Replacement projects by leading grocery retailers in western Europe and Japan continued – supermarket chains including Germany’s Lidl and Spain’s Mercadona are refreshing their hardware fleets, as are Japanese convenience store giants Family Mart and 7-Eleven.
Intense competition in China fuels shipments uplift
After several years of slowing growth, EPOS sales picked up in China, boosted by new entrants to the already competitive market. Such firms have targeted small and medium businesses, offering products supporting mobile payment options such as Alipay and WeChat Pay, putting established players under price pressure.
Elsewhere in Asia, the development of emerging retail markets continued apace, with shipments up strongly in the Philippines and Vietnam.
Physical retail expansion drives expansion in a diverse range of markets
Store retailing remains in healthy shape across much of the world, with physical network expansion driving EPOS growth in countries as diverse as Mexico and the UAE. In India, shipment activity was up strongly, as the retail sector becomes increasingly open as a result of the ongoing relaxation of rules on foreign direct investment.
Although there are fewer opportunities for retailers to grow their store networks in central and eastern Europe (CEE), a large-scale upgrade project in Russia and fiscal regulation changes in Czechia caused a spike in EPOS shipments.
Toshiba remains the world’s largest EPOS vendor, but NCR and HP gain ground
Toshiba is the largest EPOS vendor in the world, supplying 17 percent of shipments.

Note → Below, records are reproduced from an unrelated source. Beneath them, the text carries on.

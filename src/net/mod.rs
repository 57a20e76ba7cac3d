//! Networking modules for the session core.
//!
//! SYSTEM CONTEXT
//! ==============
//! `transport` reaches the remote authority and `types` defines the login and
//! verification wire schema shared with it.

pub mod transport;
pub mod types;
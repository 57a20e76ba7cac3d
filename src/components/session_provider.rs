//! Session context for the component tree.
//!
//! SYSTEM CONTEXT
//! ==============
//! Mounted once near the root. Provides [`SessionContext`] so guards and
//! user-aware components can read a reactive mirror of the session state
//! and reach the [`Session`] handle for login and logout.
//!
//! DESIGN
//! ======
//! `Session` is single-threaded (`Rc` inside), so it is kept in a local
//! `StoredValue`. The `RwSignal<SessionState>` mirror is fed by a session
//! subscription whose lifetime is tied to the provider's owner.

use leptos::prelude::*;

use crate::config::SessionConfig;
use crate::state::guard::{RouteDecision, RouteGuard};
use crate::state::session::{Session, SessionState};

#[derive(Clone, Copy)]
pub struct SessionContext {
    session: StoredValue<Session, LocalStorage>,
    guard: StoredValue<RouteGuard>,
    pub state: RwSignal<SessionState>,
}

impl SessionContext {
    pub fn session(&self) -> Session {
        self.session.get_value()
    }

    /// Guard decision for `path`. Tracks the state signal.
    pub fn decide(&self, path: &str) -> RouteDecision {
        let state = self.state.get();
        self.guard.with_value(|guard| guard.decide(path, &state))
    }

    pub fn redirect_target(&self, decision: &RouteDecision) -> Option<String> {
        self.guard.with_value(|guard| guard.redirect_target(decision))
    }

    pub fn is_logged_in(&self) -> Signal<bool> {
        let state = self.state;
        Signal::derive(move || state.with(SessionState::is_logged_in))
    }
}

/// Provides the session context and starts the startup verification.
///
/// Without `session` a browser session is built from `config`, or from the
/// build-time configuration when that is absent too. Without `guard` the
/// default route classification is used.
#[component]
pub fn SessionProvider(
    #[prop(optional)] session: Option<Session>,
    #[prop(optional)] config: Option<SessionConfig>,
    #[prop(optional)] guard: Option<RouteGuard>,
    children: Children,
) -> impl IntoView {
    let session = session.unwrap_or_else(|| Session::browser(config.unwrap_or_else(SessionConfig::load)));
    let guard = guard.unwrap_or_else(|| RouteGuard::new(session.config()));

    let state = RwSignal::new(session.state());
    let subscription = session.subscribe(move |next| state.set(next.clone()));
    let _subscription = StoredValue::new_local(subscription);

    let context = SessionContext {
        session: StoredValue::new_local(session.clone()),
        guard: StoredValue::new(guard),
        state,
    };
    provide_context(context);

    let stored = context.session;
    on_cleanup(move || {
        if let Some(session) = stored.try_get_value() {
            session.cancel_pending_redirect();
        }
    });

    #[cfg(feature = "hydrate")]
    {
        leptos::task::spawn_local(async move {
            session.initialize().await;
        });
    }
    #[cfg(not(feature = "hydrate"))]
    {
        let _ = session;
    }

    view! { {children()} }
}

/// The session context provided by [`SessionProvider`].
///
/// # Panics
///
/// Panics when called outside a `SessionProvider`.
pub fn use_session() -> SessionContext {
    expect_context::<SessionContext>()
}
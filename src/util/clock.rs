//! Wall-clock access in milliseconds since the Unix epoch.

use std::cell::Cell;
use std::time::Duration;

pub trait Clock {
    fn now_ms(&self) -> i64;
}

/// `Date.now()` in the browser, `SystemTime` elsewhere.
#[derive(Clone, Copy, Debug, Default)]
pub struct SystemClock;

impl Clock for SystemClock {
    #[allow(clippy::cast_possible_truncation)]
    fn now_ms(&self) -> i64 {
        #[cfg(feature = "hydrate")]
        {
            js_sys::Date::now() as i64
        }
        #[cfg(not(feature = "hydrate"))]
        {
            std::time::SystemTime::now()
                .duration_since(std::time::UNIX_EPOCH)
                .map_or(0, |d| i64::try_from(d.as_millis()).unwrap_or(i64::MAX))
        }
    }
}

/// Clock that only moves when told to.
#[derive(Debug, Default)]
pub struct ManualClock {
    now_ms: Cell<i64>,
}

impl ManualClock {
    pub fn new(now_ms: i64) -> Self {
        Self { now_ms: Cell::new(now_ms) }
    }

    pub fn set(&self, now_ms: i64) {
        self.now_ms.set(now_ms);
    }

    pub fn advance(&self, by: Duration) {
        let step = i64::try_from(by.as_millis()).unwrap_or(i64::MAX);
        self.now_ms.set(self.now_ms.get().saturating_add(step));
    }
}

impl Clock for ManualClock {
    fn now_ms(&self) -> i64 {
        self.now_ms.get()
    }
}
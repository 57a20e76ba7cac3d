//! Environment capabilities used by the session core.
//!
//! SYSTEM CONTEXT
//! ==============
//! Each module isolates one browser concern (storage, time, timers,
//! navigation) behind a small trait with a browser implementation and an
//! in-memory one, keeping the state machine testable off the browser.

pub mod clock;
pub mod jwt;
pub mod navigation;
pub mod schedule;
pub mod storage;
//! Wire DTOs for login payloads, verification replies, and the cached user.
//!
//! DESIGN
//! ======
//! Backends disagree on field spelling (`_id` vs `id`, numeric vs string
//! hotel ids, missing roles), so deserialization is lenient and normalizes
//! everything into one `UserRecord` shape. Serialization always produces the
//! canonical camelCase form that is cached under the `user` storage key.

#[cfg(test)]
#[path = "types_test.rs"]
mod types_test;

use serde::de::Error as _;
use serde::{Deserialize, Deserializer, Serialize};

use crate::error::LoginError;

/// Account role. Unknown role names normalize to [`Role::User`].
#[derive(Clone, Copy, Debug, Default, PartialEq, Eq, Hash, Serialize)]
#[serde(rename_all = "lowercase")]
pub enum Role {
    #[default]
    User,
    Seller,
    Hotel,
    Admin,
}

impl Role {
    /// Parse a role name case-insensitively, defaulting to `User`.
    pub fn parse(raw: &str) -> Self {
        match raw.trim().to_ascii_lowercase().as_str() {
            "seller" => Self::Seller,
            "hotel" => Self::Hotel,
            "admin" => Self::Admin,
            _ => Self::User,
        }
    }

    pub fn as_str(self) -> &'static str {
        match self {
            Self::User => "user",
            Self::Seller => "seller",
            Self::Hotel => "hotel",
            Self::Admin => "admin",
        }
    }
}

impl<'de> Deserialize<'de> for Role {
    fn deserialize<D>(deserializer: D) -> Result<Self, D::Error>
    where
        D: Deserializer<'de>,
    {
        let raw = Option::<String>::deserialize(deserializer)?;
        Ok(raw.as_deref().map(Role::parse).unwrap_or_default())
    }
}

/// Identity of the signed-in account, mirrored into storage under `user`.
#[derive(Clone, Debug, Default, PartialEq, Eq, Serialize, Deserialize)]
pub struct UserRecord {
    /// Backend identifier. Accepts `_id` or `id`, string or number.
    #[serde(rename = "_id", alias = "id", default, deserialize_with = "deserialize_id")]
    pub id: String,
    #[serde(default, deserialize_with = "deserialize_string_or_null")]
    pub name: String,
    #[serde(default, deserialize_with = "deserialize_string_or_null")]
    pub email: String,
    #[serde(default, skip_serializing_if = "Option::is_none")]
    pub phone: Option<String>,
    #[serde(default)]
    pub role: Role,
    #[serde(rename = "isHotel", default, deserialize_with = "deserialize_bool_or_null")]
    pub is_hotel: bool,
    #[serde(
        rename = "hotelId",
        default,
        deserialize_with = "deserialize_optional_id",
        skip_serializing_if = "Option::is_none"
    )]
    pub hotel_id: Option<String>,
}

impl UserRecord {
    pub fn is_admin(&self) -> bool {
        self.role == Role::Admin
    }

    pub fn is_seller(&self) -> bool {
        self.role == Role::Seller
    }

    /// Hotel-operator capability: both the flag and the role must agree.
    pub fn has_hotel_permissions(&self) -> bool {
        self.is_hotel && self.role == Role::Hotel
    }
}

/// Bearer credential owned by the token store.
#[derive(Clone, PartialEq, Eq)]
pub struct Credential {
    pub token: String,
    pub refresh_token: Option<String>,
}

impl std::fmt::Debug for Credential {
    fn fmt(&self, f: &mut std::fmt::Formatter<'_>) -> std::fmt::Result {
        f.debug_struct("Credential")
            .field("token", &"<redacted>")
            .field("refresh_token", &self.refresh_token.as_ref().map(|_| "<redacted>"))
            .finish()
    }
}

/// Strip a leading `Bearer ` scheme (any case) and surrounding whitespace.
pub fn strip_bearer_prefix(raw: &str) -> &str {
    let trimmed = raw.trim();
    if trimmed.eq_ignore_ascii_case("bearer") {
        return "";
    }
    match trimmed.get(..7) {
        Some(scheme) if scheme.eq_ignore_ascii_case("bearer ") => trimmed[7..].trim(),
        _ => trimmed,
    }
}

/// Identity fields as they may appear in a login payload, all optional.
#[derive(Clone, Debug, Default, Deserialize)]
pub struct UserFields {
    #[serde(rename = "_id", alias = "id", default, deserialize_with = "deserialize_optional_id")]
    pub id: Option<String>,
    #[serde(default)]
    pub name: Option<String>,
    #[serde(default)]
    pub email: Option<String>,
    #[serde(default)]
    pub phone: Option<String>,
    #[serde(default)]
    pub role: Option<Role>,
    #[serde(rename = "isHotel", default)]
    pub is_hotel: Option<bool>,
    #[serde(rename = "hotelId", default, deserialize_with = "deserialize_optional_id")]
    pub hotel_id: Option<String>,
}

/// Input to `Session::login`. Identity may be flat or nested under `user`.
#[derive(Clone, Debug, Default, Deserialize)]
pub struct LoginPayload {
    #[serde(default)]
    pub token: Option<String>,
    #[serde(rename = "refreshToken", default)]
    pub refresh_token: Option<String>,
    #[serde(default)]
    pub user: Option<UserFields>,
    #[serde(flatten)]
    pub fields: UserFields,
}

impl LoginPayload {
    /// Parse a payload from a JSON value.
    ///
    /// # Errors
    ///
    /// Returns [`LoginError::Malformed`] when the value is not an object of
    /// the expected shape.
    pub fn from_json(value: serde_json::Value) -> Result<Self, LoginError> {
        serde_json::from_value(value).map_err(|e| LoginError::Malformed(e.to_string()))
    }

    /// Split into the credential to persist and the normalized user record.
    ///
    /// Nested `user` fields win over flat ones. Absent `role` becomes `user`
    /// and absent `isHotel` becomes `false`.
    ///
    /// # Errors
    ///
    /// Returns [`LoginError::MissingToken`] if no non-empty token remains
    /// after stripping a bearer prefix.
    pub fn into_parts(self) -> Result<(Credential, UserRecord), LoginError> {
        let token = self
            .token
            .as_deref()
            .map(strip_bearer_prefix)
            .filter(|t| !t.is_empty())
            .map(str::to_owned)
            .ok_or(LoginError::MissingToken)?;
        let refresh_token = self
            .refresh_token
            .as_deref()
            .map(str::trim)
            .filter(|t| !t.is_empty())
            .map(str::to_owned);

        let nested = self.user.unwrap_or_default();
        let flat = self.fields;
        let user = UserRecord {
            id: nested.id.or(flat.id).unwrap_or_default(),
            name: nested.name.or(flat.name).unwrap_or_default(),
            email: nested.email.or(flat.email).unwrap_or_default(),
            phone: nested.phone.or(flat.phone),
            role: nested.role.or(flat.role).unwrap_or_default(),
            is_hotel: nested.is_hotel.or(flat.is_hotel).unwrap_or(false),
            hotel_id: nested.hotel_id.or(flat.hotel_id),
        };

        Ok((Credential { token, refresh_token }, user))
    }
}

/// Success body of a verification endpoint.
#[derive(Clone, Debug, Default, PartialEq, Eq, Deserialize)]
pub struct VerifyResponse {
    #[serde(rename = "isAuthenticated", alias = "authenticated", default)]
    pub is_authenticated: Option<bool>,
    #[serde(default)]
    pub user: Option<UserRecord>,
}

impl VerifyResponse {
    /// True only when the body explicitly says the caller is not authenticated.
    pub fn is_soft_reject(&self) -> bool {
        self.is_authenticated == Some(false)
    }
}

fn deserialize_id<'de, D>(deserializer: D) -> Result<String, D::Error>
where
    D: Deserializer<'de>,
{
    Ok(deserialize_optional_id(deserializer)?.unwrap_or_default())
}

fn deserialize_optional_id<'de, D>(deserializer: D) -> Result<Option<String>, D::Error>
where
    D: Deserializer<'de>,
{
    let value = serde_json::Value::deserialize(deserializer)?;
    match value {
        serde_json::Value::Null => Ok(None),
        serde_json::Value::String(s) if s.trim().is_empty() => Ok(None),
        serde_json::Value::String(s) => Ok(Some(s)),
        serde_json::Value::Number(n) => Ok(Some(n.to_string())),
        _ => Err(D::Error::custom("expected string or number id")),
    }
}

fn deserialize_string_or_null<'de, D>(deserializer: D) -> Result<String, D::Error>
where
    D: Deserializer<'de>,
{
    Ok(Option::<String>::deserialize(deserializer)?.unwrap_or_default())
}

fn deserialize_bool_or_null<'de, D>(deserializer: D) -> Result<bool, D::Error>
where
    D: Deserializer<'de>,
{
    Ok(Option::<bool>::deserialize(deserializer)?.unwrap_or(false))
}
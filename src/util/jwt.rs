//! Decode-only JWT expiry inspection.
//!
//! Used as the last resort when no verification endpoint answered. Only the
//! middle segment's `exp` claim is read; the signature is never checked, so
//! the result can only ever confirm "not yet expired", never authenticity.

#[cfg(test)]
#[path = "jwt_test.rs"]
mod jwt_test;

use base64::Engine;
use base64::engine::general_purpose::{STANDARD_NO_PAD, URL_SAFE_NO_PAD};

use crate::error::TokenDecodeError;

/// Extract the `exp` claim (seconds since the Unix epoch).
///
/// # Errors
///
/// Returns a [`TokenDecodeError`] if the token is not three segments, the
/// payload is not base64url JSON, or `exp` is absent or non-numeric.
pub fn decode_expiry(token: &str) -> Result<f64, TokenDecodeError> {
    let segments: Vec<&str> = token.split('.').collect();
    if segments.len() != 3 {
        return Err(TokenDecodeError::SegmentCount(segments.len()));
    }

    let payload = segments[1].trim_end_matches('=');
    let bytes = URL_SAFE_NO_PAD
        .decode(payload)
        .or_else(|_| STANDARD_NO_PAD.decode(payload))
        .map_err(|_| TokenDecodeError::Base64)?;

    let claims: serde_json::Value =
        serde_json::from_slice(&bytes).map_err(|e| TokenDecodeError::Json(e.to_string()))?;
    if !claims.is_object() {
        return Err(TokenDecodeError::Json("payload is not an object".to_owned()));
    }

    claims
        .get("exp")
        .and_then(serde_json::Value::as_f64)
        .filter(|exp| exp.is_finite())
        .ok_or(TokenDecodeError::MissingExpiry)
}

/// Whether the token is still inside its lifetime at `now_ms`.
///
/// A token whose expiry equals `now_ms` exactly counts as expired.
///
/// # Errors
///
/// Propagates [`decode_expiry`] failures.
#[allow(clippy::cast_precision_loss)]
pub fn is_unexpired(token: &str, now_ms: i64) -> Result<bool, TokenDecodeError> {
    let exp = decode_expiry(token)?;
    Ok(exp * 1000.0 > now_ms as f64)
}
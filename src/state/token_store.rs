//! Persistent credential material: token, refresh token, cached user.
//!
//! ERROR HANDLING
//! ==============
//! Writes are best-effort. A backend that rejects a write (quota, privacy
//! mode) is logged and otherwise ignored, so the session degrades to
//! memory-only for that value instead of failing the caller. No validation
//! happens here; that is the probe's job.

#[cfg(test)]
#[path = "token_store_test.rs"]
mod token_store_test;

use std::rc::Rc;

use crate::net::types::{Credential, UserRecord};
use crate::util::storage::KeyValueStore;

/// Logical keys owned by the token store.
#[derive(Clone, Copy, Debug, PartialEq, Eq, Hash)]
pub enum StorageKey {
    Token,
    RefreshToken,
    User,
}

impl StorageKey {
    pub const ALL: [StorageKey; 3] = [StorageKey::Token, StorageKey::RefreshToken, StorageKey::User];

    pub fn as_str(self) -> &'static str {
        match self {
            Self::Token => "token",
            Self::RefreshToken => "refreshToken",
            Self::User => "user",
        }
    }
}

#[derive(Clone)]
pub struct TokenStore {
    backend: Rc<dyn KeyValueStore>,
}

impl TokenStore {
    pub fn new(backend: Rc<dyn KeyValueStore>) -> Self {
        Self { backend }
    }

    pub fn get(&self, key: StorageKey) -> Option<String> {
        self.backend.get(key.as_str())
    }

    pub fn set(&self, key: StorageKey, value: &str) {
        if let Err(e) = self.backend.set(key.as_str(), value) {
            log::warn!("token store: write of {} not persisted: {e}", key.as_str());
        }
    }

    pub fn remove(&self, key: StorageKey) {
        if let Err(e) = self.backend.remove(key.as_str()) {
            log::warn!("token store: removal of {} not persisted: {e}", key.as_str());
        }
    }

    /// Stored bearer token, ignoring blank values.
    pub fn token(&self) -> Option<String> {
        self.get(StorageKey::Token).filter(|t| !t.trim().is_empty())
    }

    pub fn refresh_token(&self) -> Option<String> {
        self.get(StorageKey::RefreshToken).filter(|t| !t.trim().is_empty())
    }

    pub fn credential(&self) -> Option<Credential> {
        self.token().map(|token| Credential { token, refresh_token: self.refresh_token() })
    }

    /// Persist a credential. A missing refresh token removes any stale one.
    pub fn store_credential(&self, credential: &Credential) {
        self.set(StorageKey::Token, &credential.token);
        match credential.refresh_token.as_deref() {
            Some(refresh) => self.set(StorageKey::RefreshToken, refresh),
            None => self.remove(StorageKey::RefreshToken),
        }
    }

    /// Last cached user. An unparsable entry reads as absent.
    pub fn cached_user(&self) -> Option<UserRecord> {
        let raw = self.get(StorageKey::User)?;
        match serde_json::from_str(&raw) {
            Ok(user) => Some(user),
            Err(e) => {
                log::warn!("token store: cached user is unreadable: {e}");
                None
            }
        }
    }

    pub fn store_user(&self, user: &UserRecord) {
        match serde_json::to_string(user) {
            Ok(raw) => self.set(StorageKey::User, &raw),
            Err(e) => log::warn!("token store: user not serializable: {e}"),
        }
    }

    /// Remove token, refresh token, and cached user.
    pub fn clear(&self) {
        for key in StorageKey::ALL {
            self.remove(key);
        }
    }
}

The Japanese vendor leads in both Asia-Pacific and Latin America. NCR increased its share by two percentage points to 15 percent and is number one in North America. HP also gained share and delivered the most units to the Middle East and Africa.
Diebold Nixdorf maintained its global share at 7 percent, leading in both western Europe and CEE. Taiwan’s Posiflex and Japan’s Fujitsu both have a global presence, each delivering more than half of their shipments to countries outside Asia-Pacific.
The vast majority of French vendor AURES’ deployments are in Europe, while more than half of Oracle’s terminals were delivered to the USA. In what is a relatively fragmented sector, more than a third of the market is supplied by other EPOS hardware vendors each with less than a 3 percent share.
EPOS investment to continue as retailers strive for seamless checkout experience
The outlook for physical retail remains difficult in North America and Europe, where demand for point-of-sale technology is moderated by store closures in countries with high e-commerce sales. However, the challenge from online retailing highlights the need for increased investment in store transformation technologies such as mobile POS, self-service devices and EPOS hardware, in order to achieve a seamless checkout experience.
RBR forecasts the installed base of terminals will grow by 15 percent to reach 16.4 million by 2023, boosted by increasing modernization of the retail sector in emerging markets and the growing adoption of EPOS devices in smaller businesses.